PRAYER OP COMPLAINT.
That the firm of W. S. Wines & Co. be dissolved, and an account be taken of all the said copartnership dealings and transactions from the commencement thereof up to the 27th of January, 1885; that plaintiff be decreed to be the owner of, and entitled to the joint possession of, with said defendants Church and Goodnough, on the 27th of January, 1885, an undivided one-half interest of, in, and to the whole of said business and property belonging thereto, and to ascertain the value of said interest to be two thousand dollars; that plaintiff have judgment against said Goodnough and Church, and each of them, for the value of his said interest in said copartnership business and the property thereof on the said twenty-seventh day of January, 1885, after the same shall have been fully ascertained and determined by the court in this suit, together with legal interest on the full amount, etc., and for general relief.
To this complaint the respondent demurred on the following grounds: “ First. The court has no jurisdiction of the subject of the action as to them. Second. That the complaint does not state facts sufficient to constitute a cause of suit as to them.
The only questions, therefore, which we are called on to consider are those presented by the demurrer. (1) Two questions seem to present themselves: First, What rights or interest did the plaintiff acquire in the partnership business and property of W. S. Wines & Co. by the purchase of the interest of H. B. Glover therein? and second, what remedies has he for the assertion and maintenance of those rights? These two questions are so intimately blended that it will be more convenient to consider them together. There can be no doubt but what a member of a copartnership may lawfully sell and transfer his entire interest in the property and business of the firm. He may clothe his vendee with all of his rights, except he cannot make him a member of the firm; the consent of the remaining members would be necessary to do that. Parsons on Partnership, section 359, states the rule thus: “The purchaser would not become a partner; but he would stand in the place of the partner whose interest he bought, and acquire all of his rights which were necessary to make his interest valuable and available. That is, he would have the right to call for an account and a settlement of the partnership concern, and to take his share of any surplus in severalty; and a court of equity would probably render him the same assistance in obtaining and enforcing these rights that they would to the partner whose interest he has bought.” So it'is said by another eminent American author (Story on Partnership, §§ 307-310) that if one partner make a voluntary assignment of all his interest in the partnership property and effects, that will at once dissolve the partnership and convert the assignee or purchaser into a tenant in common with the other partners. And the same result follows in case of the sale upon execution of the interest of one partner in the partnership property.

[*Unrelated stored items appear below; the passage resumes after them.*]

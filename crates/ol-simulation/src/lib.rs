//! Tick-based economy and navigation engine for Orbital Logistics.
//!
//! The host calls [`Simulation::advance`] (or [`tick::advance_world`]
//! directly) once per frame with the elapsed seconds. Each tick updates
//! every planet's population and waste, then moves every ship along its
//! route, transferring cargo on arrival. Anomalies are reported through
//! the [`EventLog`] and the `log` facade; a tick never fails.

/// Cargo transfer between a docked ship and a planet.
pub mod cargo;
/// Simulation clock for tracking ticks and simulated seconds.
pub mod clock;
/// Configuration types for simulation runs.
pub mod config;
/// Mutable context passed to ship steps, and per-tick totals.
pub mod context;
/// Planet population growth, waste generation, and valuation.
pub mod economy;
/// Error types for the simulation crate.
pub mod error;
/// Simulation event types and the event log.
pub mod event;
/// Ship navigation and route following.
pub mod navigation;
/// Stock, random, and JSON scenarios.
pub mod scenario;
/// Top-level simulation wrapper.
pub mod simulation;
/// Read-only state views for presentation.
pub mod snapshot;
/// The per-frame world sweep.
pub mod tick;

/// Re-exports of [`cargo::execute_ship_action`] and [`cargo::Transfer`].
pub use cargo::{Transfer, execute_ship_action};
/// Re-export of [`clock::SimClock`].
pub use clock::SimClock;
/// Re-exports of [`config::SimConfig`] and [`config::PlanetValuation`].
pub use config::{PlanetValuation, SimConfig};
/// Re-exports of [`context::SimContext`] and [`context::TickReport`].
pub use context::{SimContext, TickReport};
/// Re-exports of the planet economy operations.
pub use economy::{correct_overflow, planet_value, step_planet, world_value};
/// Re-exports of [`error::SimError`] and [`error::SimResult`].
pub use error::{SimError, SimResult};
/// Re-exports of [`event::EventLog`], [`event::SimEvent`], and [`event::SimEventKind`].
pub use event::{EventLog, SimEvent, SimEventKind};
/// Re-export of [`navigation::step_ship`].
pub use navigation::step_ship;
/// Re-exports of [`scenario::Scenario`] and [`scenario::ShipSpec`].
pub use scenario::{Scenario, ShipSpec};
/// Re-export of [`simulation::Simulation`].
pub use simulation::Simulation;
/// Re-exports of [`snapshot::WorldSnapshot`] and its views.
pub use snapshot::{PlanetView, ShipView, WorldSnapshot};
/// Re-export of [`tick::advance_world`].
pub use tick::advance_world;
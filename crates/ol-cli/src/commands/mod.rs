pub mod scenario;
pub mod ship_types;
pub mod simulate;

use std::path::PathBuf;

use clap::Args;
use ol_simulation::Scenario;

/// Where the starting world comes from. Defaults to the stock demo map.
#[derive(Args, Debug)]
pub struct ScenarioArgs {
    /// Load a scenario JSON file
    #[arg(long, conflicts_with = "random")]
    pub scenario: Option<PathBuf>,

    /// Generate a random scenario instead of the demo map
    #[arg(long)]
    pub random: bool,

    /// RNG seed for --random
    #[arg(short, long, default_value = "42")]
    pub seed: u64,

    /// Planet count for --random
    #[arg(long, default_value = "8")]
    pub planets: usize,

    /// Ship count for --random
    #[arg(long, default_value = "5")]
    pub ships: usize,
}

/// Resolve the scenario the user asked for.
fn load_scenario(args: &ScenarioArgs) -> Result<Scenario, String> {
    if let Some(path) = &args.scenario {
        let json = std::fs::read_to_string(path)
            .map_err(|e| format!("cannot read {}: {e}", path.display()))?;
        return Scenario::from_json(&json).map_err(|e| format!("{}: {e}", path.display()));
    }
    if args.random {
        return Scenario::random(args.seed, args.planets, args.ships).map_err(|e| e.to_string());
    }
    Ok(Scenario::demo())
}
use ol_core::OlError;

/// Alias for `Result<T, SimError>`.
pub type SimResult<T> = Result<T, SimError>;

/// Errors raised while preparing a simulation. Ticking itself never fails.
#[derive(Debug, thiserror::Error)]
pub enum SimError {
    /// The world rejected a setup operation.
    #[error(transparent)]
    World(#[from] OlError),

    /// A scenario document could not be parsed or written.
    #[error("scenario format error: {0}")]
    Scenario(#[from] serde_json::Error),

    /// A configuration or generator parameter is out of range.
    #[error("invalid configuration: {0}")]
    InvalidConfig(String),
}
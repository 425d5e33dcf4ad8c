use serde::{Deserialize, Serialize};

use crate::error::{OlError, OlResult};
use crate::geometry::Position;
use crate::id::PlanetId;

/// A planet: a fixed number of slots shared between inhabitants and waste.
///
/// `population + waste <= capacity` holds at every observable instant.
/// The two `growing_*` accumulators carry sub-integer progress between
/// ticks so slow rates are not lost to truncation.
#[derive(Debug, Clone, PartialEq, Serialize, Deserialize)]
pub struct Planet {
    /// Unique, immutable identifier.
    pub id: PlanetId,
    /// Resolved coordinate at tick time.
    pub position: Position,
    /// Arrival threshold: a ship closer than this has docked.
    #[serde(default = "default_radius")]
    pub radius: f64,
    /// Total population + waste slots.
    pub capacity: u32,
    /// Current inhabitants.
    #[serde(default)]
    pub population: u32,
    /// Current waste units.
    #[serde(default)]
    pub waste: u32,
    /// Fractional population growth carried to the next tick, in `[0, 1)`.
    #[serde(default)]
    pub growing_pop: f64,
    /// Fractional waste generation carried to the next tick, in `[0, 1)`.
    #[serde(default)]
    pub growing_waste: f64,
}

fn default_radius() -> f64 {
    Planet::DEFAULT_RADIUS
}

impl Planet {
    /// Arrival radius used when none is given.
    pub const DEFAULT_RADIUS: f64 = 10.0;

    /// Create an empty planet.
    pub fn new(id: impl Into<PlanetId>, position: Position, capacity: u32) -> Self {
        Self {
            id: id.into(),
            position,
            radius: Self::DEFAULT_RADIUS,
            capacity,
            population: 0,
            waste: 0,
            growing_pop: 0.0,
            growing_waste: 0.0,
        }
    }

    /// Set the starting population.
    pub fn with_population(mut self, population: u32) -> Self {
        self.population = population;
        self
    }

    /// Set the starting waste.
    pub fn with_waste(mut self, waste: u32) -> Self {
        self.waste = waste;
        self
    }

    /// Set the arrival radius.
    pub fn with_radius(mut self, radius: f64) -> Self {
        self.radius = radius;
        self
    }

    /// Slots not taken by inhabitants or waste.
    pub fn free_capacity(&self) -> u32 {
        self.capacity
            .saturating_sub(self.population)
            .saturating_sub(self.waste)
    }

    /// Slots that could still receive waste, ignoring inhabitants.
    pub fn waste_room(&self) -> u32 {
        self.capacity.saturating_sub(self.waste)
    }

    /// `true` if population and waste together fill every slot.
    pub fn is_full(&self) -> bool {
        self.population.saturating_add(self.waste) >= self.capacity
    }

    /// Check the occupancy and geometry invariants.
    pub fn validate(&self) -> OlResult<()> {
        let invalid = |reason: &str| OlError::InvalidPlanet {
            id: self.id.clone(),
            reason: reason.to_string(),
        };
        if self.capacity == 0 {
            return Err(invalid("capacity must be greater than zero"));
        }
        if u64::from(self.population) + u64::from(self.waste) > u64::from(self.capacity) {
            return Err(invalid("population + waste exceeds capacity"));
        }
        if !self.radius.is_finite() || self.radius <= 0.0 {
            return Err(invalid("radius must be a positive finite number"));
        }
        if !self.position.x.is_finite() || !self.position.y.is_finite() {
            return Err(invalid("position must be finite"));
        }
        if !(0.0..1.0).contains(&self.growing_pop) {
            return Err(invalid("growing_pop must lie in [0, 1)"));
        }
        if !(0.0..1.0).contains(&self.growing_waste) {
            return Err(invalid("growing_waste must lie in [0, 1)"));
        }
        Ok(())
    }
}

2. Under the facts stated in the complaint, the plaintiff was tenant in common in the property and effects of the late firm of W. S. Wines & Co. with the other defendants Goodnough and
3. It was urged upon the argument with much confidence by the learned counsel for respondent that the plaintiff had an adequate remedy at law in this case, aud for that reason a court of equity ought not to entertain jurisdiction; but we cannot accede to this view. There are doubtless cases where, as between tenants in common of chattels, as when one of the tenants wrongfully sells the chattel held in common, a court of law may grant adequate relief in damages; but it is not perceived how it would be adequate in this case, where the extent of the interest of the parties may depend on an account; nor are courts of equity without jurisdiction in every case, where courts of law entertain it. There is a large class of cases where courts of law and equity exercise concurrent jurisdiction; and matters of account being a subject of very ancient equity jurisdiction, equity would not lose it though courts of law should assume jurisdiction in like cases. But in this case it is clear that a court of law could not have any jurisdiction to grant the relief to which the plaintiff by his complaint shows himself to be entitled.
The decree will therefore be reversed, and the cause remanded to the court below, with directions to overrule the demurrer and for further proceedings.